▸ **TASK INSTRUCTIONS**:
Only one stretch of the data below is needed. Output the lines from the one with "let leakage_options = config.leakage_options();" up to and including the one with "pub fn config(&self)", exactly as they stand.

[Entries taken from a collection]
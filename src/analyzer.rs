//! Per-file analysis driver
//!
//! Parses each file once, runs every enabled guard as a pure function of the
//! shared tree, merges and sorts the findings, and applies the suppression
//! filter. Guards never see each other's output and carry no state between
//! files, so two runs over the same text and configuration always produce
//! identical diagnostic lists.

use serde::Serialize;
use std::time::Duration;

use crate::config::Config;
use crate::diagnostics::{self, Diagnostic, Guard, Severity};
use crate::hypothesis::{self, HypothesisOptions};
use crate::leakage::{self, LeakageOptions};
use crate::mirage::{self, MirageOptions};
use crate::tensor::{self, TensorOptions};
use crate::tree::{SourceTree, SuppressLexicon, SuppressionIndex};
use crate::units::{self, UnitRegistry};

/// Everything one file's analysis produced.
#[derive(Debug, Clone, Serialize)]
pub struct AnalysisResult {
    pub diagnostics: Vec<Diagnostic>,
    #[serde(skip_serializing_if = "Option::is_none")]
    pub parse_error: Option<String>,
}

impl AnalysisResult {
    pub fn has_critical(&self) -> bool {
        self.diagnostics
            .iter()
            .any(|d| d.severity == Severity::Critical)
    }
}

/// One configured analysis pipeline, reusable across files. The unit
/// registry and suppression lexicon are built once here, before any
/// parallel fan-out, and are read-only afterwards.
pub struct Analyzer {
    config: Config,
    registry: UnitRegistry,
    lexicon: SuppressLexicon,
    mirage_options: MirageOptions,
    leakage_options: LeakageOptions,
    hypothesis_options: HypothesisOptions,
    tensor_options: TensorOptions,
}

impl Analyzer {
    pub fn new(config: Config) -> Analyzer {
        let registry = config.unit_registry();
        let lexicon = config.suppress_lexicon();
        let mirage_options = config.mirage_options();
        let leakage_options = config.leakage_options();
        let hypothesis_options = config.hypothesis_options();
        let tensor_options = config.tensor_options();
        Analyzer {
            config,
            registry,
            lexicon,
            mirage_options,
            leakage_options,
            hypothesis_options,
            tensor_options,
        }
    }

    pub fn config(&self) -> &Config {
        &self.config
    }

    /// Per-file wall-clock budget for the batch driver.
    pub fn timeout(&self) -> Duration {
        Duration::from_secs(self.config.files.timeout_secs)
    }

    /// Analyze one file's source text.
    ///
    /// A parse failure isolates to this file: the result carries a single
    /// `parse` diagnostic and the error text, and no guard runs.
    pub fn analyze(&self, source: &str) -> AnalysisResult {
        let tree = match SourceTree::parse(source) {
            Ok(tree) => tree,
            Err(e) => {
                return AnalysisResult {
                    diagnostics: vec![Diagnostic::new(
                        Guard::Parse,
                        Severity::Critical,
                        e.line(),
                        format!("file could not be analyzed: {e}"),
                    )],
                    parse_error: Some(e.to_string()),
                };
            }
        };

        let mut diagnostics = Vec::new();
        if self.config.enabled(Guard::Mirage) {
            diagnostics.extend(mirage::run(
                &tree,
                &self.mirage_options,
                self.config.severity(Guard::Mirage),
            ));
        }
        if self.config.enabled(Guard::Leakage) {
            diagnostics.extend(leakage::run(
                &tree,
                &self.leakage_options,
                self.config.severity(Guard::Leakage),
            ));
        }
        if self.config.enabled(Guard::Hypothesis) {
            diagnostics.extend(hypothesis::run(
                &tree,
                &self.hypothesis_options,
                self.config.severity(Guard::Hypothesis),
            ));
        }
        if self.config.enabled(Guard::Unit) {
            diagnostics.extend(units::run(
                &tree,
                &self.registry,
                self.config.severity(Guard::Unit),
            ));
        }
        if self.config.enabled(Guard::Tensor) {
            diagnostics.extend(tensor::run(
                &tree,
                &self.tensor_options,
                self.config.severity(Guard::Tensor),
            ));
        }

        diagnostics::sort_diagnostics(&mut diagnostics);
        let suppression = SuppressionIndex::scan(&tree, &self.lexicon);
        AnalysisResult {
            diagnostics: suppression.filter(diagnostics),
            parse_error: None,
        }
    }
}

/// The dedicated record for a file that exceeded its budget; partial results
/// are never reported.
pub fn timed_out_result(budget: Duration) -> AnalysisResult {
    AnalysisResult {
        diagnostics: vec![Diagnostic::new(
            Guard::Timeout,
            Severity::Critical,
            1,
            format!("analysis timed out after {}s", budget.as_secs()),
        )],
        parse_error: None,
    }
}

#[cfg(test)]
mod tests {
    use super::*;

    const LEAKY: &str = "\
def train(X, y):
    scaler = StandardScaler()
    X_scaled = scaler.fit_transform(X)
    X_train, X_test = train_test_split(X_scaled)
    total = distance_m + time_s
    avg = np.mean(X_scaled)
";

    #[test]
    fn analyze_runs_all_guards_and_sorts() {
        let analyzer = Analyzer::new(Config::default());
        let result = analyzer.analyze(LEAKY);
        assert!(result.parse_error.is_none());

        let guards: Vec<Guard> = result.diagnostics.iter().map(|d| d.guard).collect();
        assert!(guards.contains(&Guard::Leakage));
        assert!(guards.contains(&Guard::Unit));
        assert!(guards.contains(&Guard::Mirage));

        let mut sorted = result.diagnostics.clone();
        diagnostics::sort_diagnostics(&mut sorted);
        assert_eq!(sorted, result.diagnostics);
    }

    #[test]
    fn analysis_is_idempotent() {
        let analyzer = Analyzer::new(Config::default());
        let first = analyzer.analyze(LEAKY);
        let second = analyzer.analyze(LEAKY);
        assert_eq!(first.diagnostics, second.diagnostics);
    }

    #[test]
    fn disabled_guards_produce_nothing() {
        let mut config = Config::default();
        config.guards.leakage.enabled = false;
        config.guards.unit.enabled = false;
        config.guards.mirage.enabled = false;
        let analyzer = Analyzer::new(config);
        assert!(analyzer.analyze(LEAKY).diagnostics.is_empty());
    }

    #[test]
    fn severity_override_applies() {
        let mut config = Config::default();
        config.guards.unit.severity = Some("critical".to_string());
        let analyzer = Analyzer::new(config);
        let result = analyzer.analyze("total = distance_m + time_s\n");
        assert_eq!(result.diagnostics.len(), 1);
        assert_eq!(result.diagnostics[0].severity, Severity::Critical);
    }

    #[test]
    fn parse_failure_yields_single_parse_diagnostic() {
        let analyzer = Analyzer::new(Config::default());
        let result = analyzer.analyze("def broken(:\n    pass\n");
        assert!(result.parse_error.is_some());
        assert_eq!(result.diagnostics.len(), 1);
        assert_eq!(result.diagnostics[0].guard, Guard::Parse);
        assert_eq!(result.diagnostics[0].severity, Severity::Critical);
    }

    #[test]
    fn suppression_removes_exactly_the_named_guard_line() {
        let source = "\
total = distance_m + time_s  # mirador: ignore-unit
again = distance_m + time_s
";
        let analyzer = Analyzer::new(Config::default());
        let result = analyzer.analyze(source);
        assert_eq!(result.diagnostics.len(), 1);
        assert_eq!(result.diagnostics[0].line, 2);
    }

    #[test]
    fn timed_out_result_is_the_only_record() {
        let result = timed_out_result(Duration::from_secs(10));
        assert_eq!(result.diagnostics.len(), 1);
        assert_eq!(result.diagnostics[0].guard, Guard::Timeout);
        assert!(result.diagnostics[0].message.contains("10s"));
    }
}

▸ **RESULT FOR THIS EXERCISE**:
        let leakage_options = config.leakage_options();
        let hypothesis_options = config.hypothesis_options();
        let tensor_options = config.tensor_options();
        Analyzer {
            config,
            registry,
            lexicon,
            mirage_options,
            leakage_options,
            hypothesis_options,
            tensor_options,
        }
    }

    pub fn config(&self) -> &Config {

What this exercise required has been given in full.